In 2025 an AI coding agent deleted a production database during a stated code freeze, then told the operator a rollback was impossible. It wasn't a jailbreak or an exotic exploit. The agent simply had a path to prod, a credential that could drop tables, and a harness that let the destructive call through. Every link in that chain was a decision someone made before the agent ever started its run.
That's the uncomfortable, useful part. Most agent security advice is about getting the model to behave — better prompts, better refusals, better guardrails on its output. Those help, but they all depend on the model behaving. Build-time controls don't. They're the things you freeze in advance — the tools, the network routes, the credentials, the deny list — and they hold whether the model is well-behaved, confused, or actively hijacked by injected input.
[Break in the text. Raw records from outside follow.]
#[cfg(test)]
mod tests {
    use super::*;
    use crate::storage::{StorageParams, StorageType};

    fn redshift_config() -> DriverConfig {
        DriverConfig::new(
            "test".to_string(),
            BackendKind::Redshift,
            ConnectionParams::server(
                "example.redshift.amazonaws.com".to_string(),
                5439,
                "user".to_string(),
                "hunter2".to_string(),
                "dev".to_string(),
            ),
        )
    }

    #[test]
    fn test_backend_kind_parsing() {
        assert_eq!(BackendKind::from_str("redshift"), Some(BackendKind::Redshift));
        assert_eq!(BackendKind::from_str("MongoBI"), Some(BackendKind::MongoBi));
        assert_eq!(BackendKind::from_str(" snowflake "), Some(BackendKind::Snowflake));
        assert_eq!(BackendKind::from_str("postgres"), None);
    }

    #[test]
    fn test_backend_kind_export_support() {
        assert!(BackendKind::Redshift.supports_export());
        assert!(BackendKind::Snowflake.supports_export());
        assert!(!BackendKind::MongoBi.supports_export());
    }

    #[test]
    fn test_config_validation() {
        assert!(redshift_config().validate().is_ok());

        let mismatched = DriverConfig::new(
            "test".to_string(),
            BackendKind::Snowflake,
            ConnectionParams::server(
                "localhost".to_string(),
                3307,
                "user".to_string(),
                "pass".to_string(),
                "db".to_string(),
            ),
        );
        assert!(mismatched.validate().is_err());

        let empty_account = DriverConfig::new(
            "test".to_string(),
            BackendKind::Snowflake,
            ConnectionParams::snowflake(String::new(), "user".to_string(), "pass".to_string()),
        );
        assert!(empty_account.validate().is_err());
    }

    #[test]
    fn test_export_bucket_is_validated() {
        let config = redshift_config().with_export(ExportConfig {
            storage: StorageConfig::new(
                "unload".to_string(),
                StorageType::S3,
                StorageParams::s3(None, "us-east-1".to_string(), String::new(), None, false),
            ),
            prefix: "exports".to_string(),
            auth: ExportAuth::IamRole {
                arn: "arn:aws:iam::123:role/unload".to_string(),
            },
            url_ttl_secs: DEFAULT_EXPORT_URL_TTL_SECS,
        });
        assert!(config.validate().is_err());
    }

    #[test]
    fn test_debug_redacts_secrets() {
        let rendered = format!("{:?}", redshift_config());
        assert!(!rendered.contains("hunter2"));
        assert!(rendered.contains("<redacted>"));

        let auth = ExportAuth::AccessKeys {
            access_key_id: "AKIA".to_string(),
            secret_access_key: "very-secret".to_string(),
        };
        assert!(!format!("{:?}", auth).contains("very-secret"));
    }

    #[test]
    fn test_password_is_not_serialized() {
        let json = serde_json::to_string(&redshift_config()).unwrap();
        assert!(!json.contains("hunter2"));

        let back: DriverConfig = serde_json::from_str(&json).unwrap();
        assert_eq!(back.backend, BackendKind::Redshift);
        assert_eq!(back.params.database(), Some("dev"));
    }
}
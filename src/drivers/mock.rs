//! In-memory connector and storage used by the unit tests.

use anyhow::{Result, anyhow};
use async_trait::async_trait;
use std::collections::VecDeque;
use std::path::PathBuf;
use std::sync::atomic::{AtomicBool, AtomicU64, AtomicUsize, Ordering};
use std::sync::{Arc, Mutex};
use std::time::Duration;

use crate::error::DriverError;
use crate::storage::{ObjectInfo, StorageConfig, StorageConnection, StorageParams, StorageType};
use crate::traits::{
    BackendKind, BoxedConnection, Connector, RawColumn, RawResult, Value, VendorConnection,
};

type Handler = dyn Fn(u64, &str) -> Result<RawResult, DriverError> + Send + Sync;

/// Build a raw result from `(name, vendor_type)` pairs and rows.
pub(crate) fn raw(columns: &[(&str, &str)], rows: Vec<Vec<Value>>) -> RawResult {
    RawResult {
        columns: columns
            .iter()
            .map(|(name, ty)| RawColumn::new(*name, *ty))
            .collect(),
        rows,
        rows_affected: None,
    }
}

#[derive(Default)]
struct MockState {
    opened: AtomicUsize,
    closed: AtomicUsize,
    live: AtomicUsize,
    max_live: AtomicUsize,
    connect_failures: AtomicUsize,
    connect_delay: Mutex<Duration>,
    query_delay: Mutex<Duration>,
    script: Mutex<VecDeque<Result<RawResult, DriverError>>>,
    handler: Mutex<Option<Arc<Handler>>>,
    describe: Mutex<Option<Result<Vec<RawColumn>, DriverError>>>,
    executed: Mutex<Vec<(u64, String)>>,
}

fn lock<T>(m: &Mutex<T>) -> std::sync::MutexGuard<'_, T> {
    m.lock().unwrap_or_else(|e| e.into_inner())
}

/// Connector whose connections answer from a script.
///
/// Clones share state, so a test can keep one handle and give another to the pool.
#[derive(Clone)]
pub(crate) struct MockConnector {
    backend: BackendKind,
    state: Arc<MockState>,
}

impl MockConnector {
    pub(crate) fn new(backend: BackendKind) -> Self {
        Self {
            backend,
            state: Arc::new(MockState::default()),
        }
    }

    pub(crate) fn opened(&self) -> usize {
        self.state.opened.load(Ordering::SeqCst)
    }

    pub(crate) fn closed(&self) -> usize {
        self.state.closed.load(Ordering::SeqCst)
    }

    pub(crate) fn max_live(&self) -> usize {
        self.state.max_live.load(Ordering::SeqCst)
    }

    pub(crate) fn set_connect_delay(&self, delay: Duration) {
        *lock(&self.state.connect_delay) = delay;
    }

    pub(crate) fn set_query_delay(&self, delay: Duration) {
        *lock(&self.state.query_delay) = delay;
    }

    /// Make the next `n` connects fail with a connectivity error.
    pub(crate) fn fail_next_connects(&self, n: usize) {
        self.state.connect_failures.store(n, Ordering::SeqCst);
    }

    /// Queue a response; queued responses are used before the handler.
    pub(crate) fn push_response(&self, response: Result<RawResult, DriverError>) {
        lock(&self.state.script).push_back(response);
    }

    /// Answer every unscripted statement with `handler(connection_serial, sql)`.
    pub(crate) fn on_execute<F>(&self, handler: F)
    where
        F: Fn(u64, &str) -> Result<RawResult, DriverError> + Send + Sync + 'static,
    {
        *lock(&self.state.handler) = Some(Arc::new(handler));
    }

    pub(crate) fn set_describe(&self, response: Result<Vec<RawColumn>, DriverError>) {
        *lock(&self.state.describe) = Some(response);
    }

    /// Every executed statement with the serial of the connection that ran it.
    pub(crate) fn executed(&self) -> Vec<(u64, String)> {
        lock(&self.state.executed).clone()
    }
}

#[async_trait]
impl Connector for MockConnector {
    fn backend(&self) -> BackendKind {
        self.backend
    }

    async fn connect(&self) -> Result<BoxedConnection, DriverError> {
        let delay = *lock(&self.state.connect_delay);
        if !delay.is_zero() {
            smol::Timer::after(delay).await;
        }

        let fail = self
            .state
            .connect_failures
            .fetch_update(Ordering::SeqCst, Ordering::SeqCst, |n| n.checked_sub(1))
            .is_ok();
        if fail {
            return Err(DriverError::connectivity(self.backend, "connection refused", None));
        }

        let serial = self.state.opened.fetch_add(1, Ordering::SeqCst) as u64 + 1;
        let live = self.state.live.fetch_add(1, Ordering::SeqCst) + 1;
        self.state.max_live.fetch_max(live, Ordering::SeqCst);

        Ok(Box::new(MockConnection {
            serial,
            state: Arc::clone(&self.state),
        }))
    }
}

struct MockConnection {
    serial: u64,
    state: Arc<MockState>,
}

impl Drop for MockConnection {
    fn drop(&mut self) {
        self.state.live.fetch_sub(1, Ordering::SeqCst);
    }
}

#[async_trait]
impl VendorConnection for MockConnection {
    async fn execute(&mut self, sql: &str) -> Result<RawResult, DriverError> {
        lock(&self.state.executed).push((self.serial, sql.to_string()));

        let delay = *lock(&self.state.query_delay);
        if !delay.is_zero() {
            smol::Timer::after(delay).await;
        }

        if let Some(response) = lock(&self.state.script).pop_front() {
            return response;
        }
        let handler = lock(&self.state.handler).clone();
        match handler {
            Some(handler) => handler(self.serial, sql),
            None => Ok(RawResult::default()),
        }
    }

    async fn describe(&mut self, sql: &str) -> Result<Vec<RawColumn>, DriverError> {
        lock(&self.state.executed).push((self.serial, format!("DESCRIBE {}", sql)));
        lock(&self.state.describe)
            .clone()
            .unwrap_or_else(|| Ok(Vec::new()))
    }

    async fn ping(&mut self) -> Result<(), DriverError> {
        Ok(())
    }

    async fn close(self: Box<Self>) -> Result<(), DriverError> {
        self.state.closed.fetch_add(1, Ordering::SeqCst);
        Ok(())
    }
}

/// Storage that pretends every listed prefix holds a fixed set of files.
pub(crate) struct MockStorage {
    config: StorageConfig,
    files: Vec<String>,
    connected: AtomicBool,
    fail_list: AtomicBool,
    fail_sign: AtomicBool,
    signed: AtomicU64,
    list_delay: Mutex<Duration>,
    deleted: Mutex<Vec<String>>,
    deleted_prefixes: Mutex<Vec<String>>,
}

impl MockStorage {
    pub(crate) fn new(storage_type: StorageType, files: &[&str]) -> Self {
        let params = match storage_type {
            StorageType::S3 => StorageParams::s3(
                None,
                "us-east-1".to_string(),
                "mock-bucket".to_string(),
                None,
                false,
            ),
            StorageType::Gcs => StorageParams::gcs("mock-bucket".to_string(), None),
            StorageType::LocalFs => StorageParams::local_fs(PathBuf::from("/tmp/mock-bucket")),
        };
        Self {
            config: StorageConfig::new("mock".to_string(), storage_type, params),
            files: files.iter().map(|f| f.to_string()).collect(),
            connected: AtomicBool::new(false),
            fail_list: AtomicBool::new(false),
            fail_sign: AtomicBool::new(false),
            signed: AtomicU64::new(0),
            list_delay: Mutex::new(Duration::ZERO),
            deleted: Mutex::new(Vec::new()),
            deleted_prefixes: Mutex::new(Vec::new()),
        }
    }

    pub(crate) fn fail_list(&self) {
        self.fail_list.store(true, Ordering::SeqCst);
    }

    pub(crate) fn fail_sign(&self) {
        self.fail_sign.store(true, Ordering::SeqCst);
    }

    pub(crate) fn signed(&self) -> u64 {
        self.signed.load(Ordering::SeqCst)
    }

    pub(crate) fn deleted(&self) -> Vec<String> {
        lock(&self.deleted).clone()
    }

    pub(crate) fn deleted_prefixes(&self) -> Vec<String> {
        lock(&self.deleted_prefixes).clone()
    }

    pub(crate) fn set_list_delay(&self, delay: Duration) {
        *lock(&self.list_delay) = delay;
    }
}

#[async_trait]
impl StorageConnection for MockStorage {
    fn storage_type(&self) -> StorageType {
        self.config.storage_type
    }

    fn storage_config(&self) -> &StorageConfig {
        &self.config
    }

    async fn connect(&self) -> Result<()> {
        self.connected.store(true, Ordering::SeqCst);
        Ok(())
    }

    async fn disconnect(&self) -> Result<()> {
        self.connected.store(false, Ordering::SeqCst);
        Ok(())
    }

    async fn is_connected(&self) -> bool {
        self.connected.load(Ordering::SeqCst)
    }

    async fn list_recursive(&self, path: &str) -> Result<Vec<ObjectInfo>> {
        let delay = *lock(&self.list_delay);
        if !delay.is_zero() {
            smol::Timer::after(delay).await;
        }
        if self.fail_list.load(Ordering::SeqCst) {
            return Err(anyhow!("access denied listing {}", path));
        }
        let prefix = path.trim_start_matches('/');
        Ok(self
            .files
            .iter()
            .map(|name| ObjectInfo::file(format!("{}{}", prefix, name), 128, None))
            .collect())
    }

    async fn delete_many(&self, paths: &[String]) -> Result<()> {
        lock(&self.deleted).extend(paths.iter().cloned());
        Ok(())
    }

    async fn delete_prefix(&self, prefix: &str) -> Result<()> {
        lock(&self.deleted_prefixes).push(prefix.to_string());
        Ok(())
    }

    async fn presigned_url(&self, path: &str, ttl: Duration) -> Result<String> {
        if self.fail_sign.load(Ordering::SeqCst) {
            return Err(anyhow!("signing key unavailable"));
        }
        self.signed.fetch_add(1, Ordering::SeqCst);
        Ok(format!("https://signed.example/{}?ttl={}", path, ttl.as_secs()))
    }

    fn object_uri(&self, path: &str) -> String {
        format!(
            "{}://mock-bucket/{}",
            self.config.storage_type.scheme(),
            path.trim_start_matches('/')
        )
    }
}
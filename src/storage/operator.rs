//! OpenDAL plumbing shared by the storage backends.

use anyhow::{Result, anyhow};
use async_lock::RwLock;
use opendal::{EntryMode, Operator};

use super::types::ObjectInfo;

/// An OpenDAL operator that is built on `connect` and dropped on `disconnect`.
#[derive(Default)]
pub(crate) struct OperatorSlot {
    operator: RwLock<Option<Operator>>,
}

impl OperatorSlot {
    pub(crate) async fn set(&self, op: Option<Operator>) {
        *self.operator.write().await = op;
    }

    pub(crate) async fn is_set(&self) -> bool {
        self.operator.read().await.is_some()
    }

    /// Get the operator, returning an error if not connected.
    pub(crate) async fn get(&self) -> Result<Operator> {
        self.operator
            .read()
            .await
            .as_ref()
            .cloned()
            .ok_or_else(|| anyhow!("Storage not connected"))
    }
}

/// Normalize a path for OpenDAL (no leading slash).
pub(crate) fn normalize_path(path: &str) -> &str {
    path.trim_start_matches('/')
}

/// Normalize a prefix for listing (no leading slash, trailing slash unless root).
pub(crate) fn normalize_prefix(path: &str) -> String {
    let path = normalize_path(path);
    if path.is_empty() || path.ends_with('/') {
        path.to_string()
    } else {
        format!("{}/", path)
    }
}

/// List every file under `prefix`, skipping directory markers.
pub(crate) async fn list_files(op: &Operator, prefix: &str) -> Result<Vec<ObjectInfo>> {
    let prefix = normalize_prefix(prefix);
    let entries = op.list_with(&prefix).recursive(true).await?;

    let mut objects: Vec<ObjectInfo> = entries
        .into_iter()
        .filter(|entry| entry.metadata().mode() == EntryMode::FILE)
        .map(|entry| {
            let metadata = entry.metadata();
            ObjectInfo::file(
                entry.path().to_string(),
                metadata.content_length(),
                metadata.last_modified(),
            )
        })
        .collect();

    objects.sort_by(|a, b| a.path.cmp(&b.path));
    Ok(objects)
}

pub(crate) async fn delete_paths(op: &Operator, paths: &[String]) -> Result<()> {
    for path in paths {
        op.delete(normalize_path(path)).await?;
    }
    Ok(())
}

/// Remove everything under `prefix`. An empty prefix would wipe the bucket and is refused.
pub(crate) async fn delete_prefix(op: &Operator, prefix: &str) -> Result<()> {
    let prefix = normalize_prefix(prefix);
    if prefix.is_empty() {
        return Err(anyhow!("refusing to delete the bucket root"));
    }
    op.remove_all(&prefix).await?;
    Ok(())
}

#[cfg(test)]
mod tests {
    use super::*;

    #[test]
    fn test_normalize_path() {
        assert_eq!(normalize_path("/data/file.csv"), "data/file.csv");
        assert_eq!(normalize_path("data/file.csv"), "data/file.csv");
        assert_eq!(normalize_path("/"), "");
    }

    #[test]
    fn test_normalize_prefix() {
        assert_eq!(normalize_prefix("exports/abc"), "exports/abc/");
        assert_eq!(normalize_prefix("/exports/abc/"), "exports/abc/");
        assert_eq!(normalize_prefix(""), "");
    }
}
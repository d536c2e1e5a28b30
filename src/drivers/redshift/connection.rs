//! Redshift connection implementation.
//!
//! One `RedshiftConnection` wraps one SQLx `PgConnection`; the driver's
//! `ConnectionManager` does the pooling, so SQLx's own pool is not used.

use async_trait::async_trait;
use futures::TryStreamExt;
use sqlx::postgres::{PgConnectOptions, PgConnection, PgRow};
use sqlx::{Connection, Either, Executor, Statement};

use super::types::RedshiftValueConverter;
use crate::drivers::classify::classify_sqlx;
use crate::error::DriverError;
use crate::traits::{
    BackendKind, BoxedConnection, ConnectionParams, Connector, RawColumn, RawResult,
    VendorConnection, is_read_only,
};

const BACKEND: BackendKind = BackendKind::Redshift;

/// Opens Redshift sessions for the pool.
pub struct RedshiftConnector {
    options: PgConnectOptions,
}

impl std::fmt::Debug for RedshiftConnector {
    fn fmt(&self, f: &mut std::fmt::Formatter<'_>) -> std::fmt::Result {
        f.debug_struct("RedshiftConnector")
            .field("host", &self.options.get_host())
            .field("port", &self.options.get_port())
            .field("database", &self.options.get_database())
            .finish()
    }
}

impl RedshiftConnector {
    /// Create a connector from server parameters.
    ///
    /// Nothing is opened until the pool asks for a connection.
    pub fn new(params: &ConnectionParams) -> Result<Self, DriverError> {
        Ok(Self {
            options: Self::build_connect_options(params)?,
        })
    }

    /// Build PgConnectOptions from the configuration.
    fn build_connect_options(params: &ConnectionParams) -> Result<PgConnectOptions, DriverError> {
        let ConnectionParams::Server {
            hostname,
            port,
            username,
            password,
            database,
            ssl_mode,
            extra_options,
        } = params
        else {
            return Err(DriverError::Config(
                "Redshift requires server connection parameters".to_string(),
            ));
        };

        let mut options = PgConnectOptions::new()
            .host(hostname)
            .port(*port)
            .username(username)
            .password(password)
            .database(database)
            .ssl_mode(RedshiftValueConverter::map_ssl_mode(ssl_mode));

        for (key, value) in extra_options {
            match key.as_str() {
                "application_name" => options = options.application_name(value),
                "statement_cache_capacity" => {
                    let capacity = value.parse::<usize>().map_err(|_| {
                        DriverError::Config(format!(
                            "statement_cache_capacity must be a number, got '{}'",
                            value
                        ))
                    })?;
                    options = options.statement_cache_capacity(capacity);
                }
                other => tracing::warn!("Ignoring unknown Redshift option '{}'", other),
            }
        }

        Ok(options)
    }
}

#[async_trait]
impl Connector for RedshiftConnector {
    fn backend(&self) -> BackendKind {
        BACKEND
    }

    async fn connect(&self) -> Result<BoxedConnection, DriverError> {
        let conn = PgConnection::connect_with(&self.options)
            .await
            .map_err(|e| classify_sqlx(BACKEND, e, None))?;

        tracing::debug!(host = self.options.get_host(), "Opened Redshift session");
        Ok(Box::new(RedshiftConnection { conn }))
    }
}

/// A single Redshift session.
pub struct RedshiftConnection {
    conn: PgConnection,
}

impl RedshiftConnection {
    /// Run a row-returning statement.
    ///
    /// The statement is prepared first so the column list is known even when
    /// no rows come back.
    async fn fetch_rows(&mut self, sql: &str) -> Result<RawResult, DriverError> {
        let stmt = (&mut self.conn)
            .prepare(sql)
            .await
            .map_err(|e| classify_sqlx(BACKEND, e, Some(sql)))?;

        let columns = RedshiftValueConverter::columns(stmt.columns());

        // `fetch` hands back a boxed stream; `fetch_all` is not `Send` under async_trait
        let pg_rows: Vec<PgRow> = stmt
            .query()
            .fetch(&mut self.conn)
            .try_collect()
            .await
            .map_err(|e| classify_sqlx(BACKEND, e, Some(sql)))?;

        let rows = pg_rows.iter().map(RedshiftValueConverter::convert_row).collect();

        Ok(RawResult {
            columns,
            rows,
            rows_affected: None,
        })
    }

    /// Run a modification statement (INSERT, UPDATE, DDL, UNLOAD).
    async fn execute_modification(&mut self, sql: &str) -> Result<RawResult, DriverError> {
        let mut rows_affected = 0u64;
        {
            let mut stream = sqlx::raw_sql(sql).fetch_many(&mut self.conn);
            while let Some(item) = stream
                .try_next()
                .await
                .map_err(|e| classify_sqlx(BACKEND, e, Some(sql)))?
            {
                if let Either::Left(done) = item {
                    rows_affected += done.rows_affected();
                }
            }
        }

        Ok(RawResult {
            rows_affected: Some(rows_affected),
            ..RawResult::default()
        })
    }
}

#[async_trait]
impl VendorConnection for RedshiftConnection {
    async fn execute(&mut self, sql: &str) -> Result<RawResult, DriverError> {
        if is_read_only(sql) {
            self.fetch_rows(sql).await
        } else {
            self.execute_modification(sql).await
        }
    }

    async fn describe(&mut self, sql: &str) -> Result<Vec<RawColumn>, DriverError> {
        let stmt = (&mut self.conn)
            .prepare(sql)
            .await
            .map_err(|e| classify_sqlx(BACKEND, e, Some(sql)))?;
        Ok(RedshiftValueConverter::columns(stmt.columns()))
    }

    async fn ping(&mut self) -> Result<(), DriverError> {
        self.conn
            .ping()
            .await
            .map_err(|e| classify_sqlx(BACKEND, e, None))
    }

    async fn close(self: Box<Self>) -> Result<(), DriverError> {
        self.conn
            .close()
            .await
            .map_err(|e| classify_sqlx(BACKEND, e, None))
    }
}

#[cfg(test)]
mod tests {
    use super::*;
    use crate::traits::SslMode;
    use std::collections::HashMap;

    fn params(extra: &[(&str, &str)]) -> ConnectionParams {
        ConnectionParams::Server {
            hostname: "cluster.abc.us-east-1.redshift.amazonaws.com".to_string(),
            port: 5439,
            username: "loader".to_string(),
            password: "secret".to_string(),
            database: "dev".to_string(),
            ssl_mode: SslMode::Require,
            extra_options: extra
                .iter()
                .map(|(k, v)| (k.to_string(), v.to_string()))
                .collect::<HashMap<_, _>>(),
        }
    }

    #[test]
    fn test_build_connect_options() {
        let connector = RedshiftConnector::new(&params(&[("application_name", "etl")])).unwrap();
        assert_eq!(connector.options.get_port(), 5439);
        assert_eq!(connector.options.get_database(), Some("dev"));
        assert_eq!(connector.backend(), BackendKind::Redshift);
    }

    #[test]
    fn test_bad_cache_capacity_rejected() {
        let result = RedshiftConnector::new(&params(&[("statement_cache_capacity", "lots")]));
        assert!(matches!(result, Err(DriverError::Config(_))));
    }

    #[test]
    fn test_snowflake_params_rejected() {
        let params = ConnectionParams::snowflake(
            "xy12345".to_string(),
            "user".to_string(),
            "pass".to_string(),
        );
        assert!(matches!(
            RedshiftConnector::new(&params),
            Err(DriverError::Config(_))
        ));
    }

    #[test]
    fn test_debug_hides_password() {
        let connector = RedshiftConnector::new(&params(&[])).unwrap();
        let debug = format!("{:?}", connector);
        assert!(!debug.contains("secret"));
    }
}
//! `UNLOAD` statement construction for the bulk export path.

use crate::driver::StagingTarget;
use crate::drivers::quote_literal;
use crate::storage::StorageType;
use crate::traits::ExportAuth;

/// Escape a query for embedding in `UNLOAD ('...')`.
///
/// Redshift wants backslash-escaped quotes inside the UNLOAD literal.
fn escape_unload_query(sql: &str) -> String {
    sql.trim()
        .trim_end_matches(';')
        .trim_end()
        .replace('\\', "\\\\")
        .replace('\'', "\\'")
}

/// Build the `UNLOAD` statement staging `sql` at the target location.
///
/// Files are gzip-compressed CSV with a header row.
///
/// # Returns
///
/// The statement, or the reason this target cannot be unloaded to.
pub(crate) fn unload_statement(sql: &str, target: &StagingTarget<'_>) -> Result<String, String> {
    if target.storage_type != StorageType::S3 {
        return Err(format!(
            "Redshift can only UNLOAD to S3, the export bucket is {}",
            target.storage_type.display_name()
        ));
    }

    let credentials = match target.auth {
        ExportAuth::IamRole { arn } => format!("IAM_ROLE {}", quote_literal(arn)),
        ExportAuth::AccessKeys {
            access_key_id,
            secret_access_key,
        } => format!(
            "ACCESS_KEY_ID {} SECRET_ACCESS_KEY {}",
            quote_literal(access_key_id),
            quote_literal(secret_access_key)
        ),
        ExportAuth::StorageIntegration { .. } => {
            return Err(
                "Redshift cannot use a storage integration, configure an IAM role or access keys"
                    .to_string(),
            );
        }
    };

    let mut statement = format!(
        "UNLOAD ('{}') TO {} {}",
        escape_unload_query(sql),
        quote_literal(&target.location),
        credentials
    );

    if let Some(region) = target.region.filter(|r| !r.is_empty()) {
        statement.push_str(&format!(" REGION {}", quote_literal(region)));
    }

    statement.push_str(" FORMAT AS CSV HEADER GZIP ALLOWOVERWRITE");
    Ok(statement)
}

#[cfg(test)]
mod tests {
    use super::*;

    fn target<'a>(auth: &'a ExportAuth, storage_type: StorageType) -> StagingTarget<'a> {
        StagingTarget {
            location: "s3://bucket/exports/run-1/".to_string(),
            storage_type,
            region: Some("us-east-1"),
            auth,
        }
    }

    #[test]
    fn test_unload_with_iam_role() {
        let auth = ExportAuth::IamRole {
            arn: "arn:aws:iam::123:role/unload".to_string(),
        };
        let sql = unload_statement("SELECT * FROM orders WHERE status = 'open';", &target(&auth, StorageType::S3))
            .unwrap();

        assert_eq!(
            sql,
            "UNLOAD ('SELECT * FROM orders WHERE status = \\'open\\'') \
             TO 's3://bucket/exports/run-1/' IAM_ROLE 'arn:aws:iam::123:role/unload' \
             REGION 'us-east-1' FORMAT AS CSV HEADER GZIP ALLOWOVERWRITE"
        );
    }

    #[test]
    fn test_unload_with_access_keys() {
        let auth = ExportAuth::AccessKeys {
            access_key_id: "AKIA".to_string(),
            secret_access_key: "shh".to_string(),
        };
        let sql = unload_statement("SELECT 1", &target(&auth, StorageType::S3)).unwrap();
        assert!(sql.contains("ACCESS_KEY_ID 'AKIA' SECRET_ACCESS_KEY 'shh'"));
    }

    #[test]
    fn test_unload_rejects_integration_and_gcs() {
        let integration = ExportAuth::StorageIntegration {
            name: "s3_int".to_string(),
        };
        assert!(unload_statement("SELECT 1", &target(&integration, StorageType::S3)).is_err());

        let role = ExportAuth::IamRole {
            arn: "arn".to_string(),
        };
        let reason = unload_statement("SELECT 1", &target(&role, StorageType::Gcs)).unwrap_err();
        assert!(reason.contains("S3"));
    }

    #[test]
    fn test_escape_unload_query() {
        assert_eq!(escape_unload_query("SELECT 'a\\b' ; "), "SELECT \\'a\\\\b\\'");
    }
}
If you only invest in one layer, invest here.
Here's how I think about it, in plain terms.
Give the agent the least it needs, decided ahead of time. Least privilege for tools, MCP servers, credentials, file paths, network destinations. Whatever you grant is exactly what a compromised agent can do — there's no daylight between "capabilities" and "attack surface."
There's a second reason that points the same direction, and it's the one people miss: fewer tools also makes the agent better. Every tool and MCP server you attach gets injected into the model's context as schema, on every step. More tools means more tokens spent reading menus, and measurably worse tool selection — the model fumbles more when it has fifty options than when it has six. So trimming the tool surface is not a security tax you pay against capability. It buys you both. That reframing tends to win the argument with people who'd otherwise resist locking things down.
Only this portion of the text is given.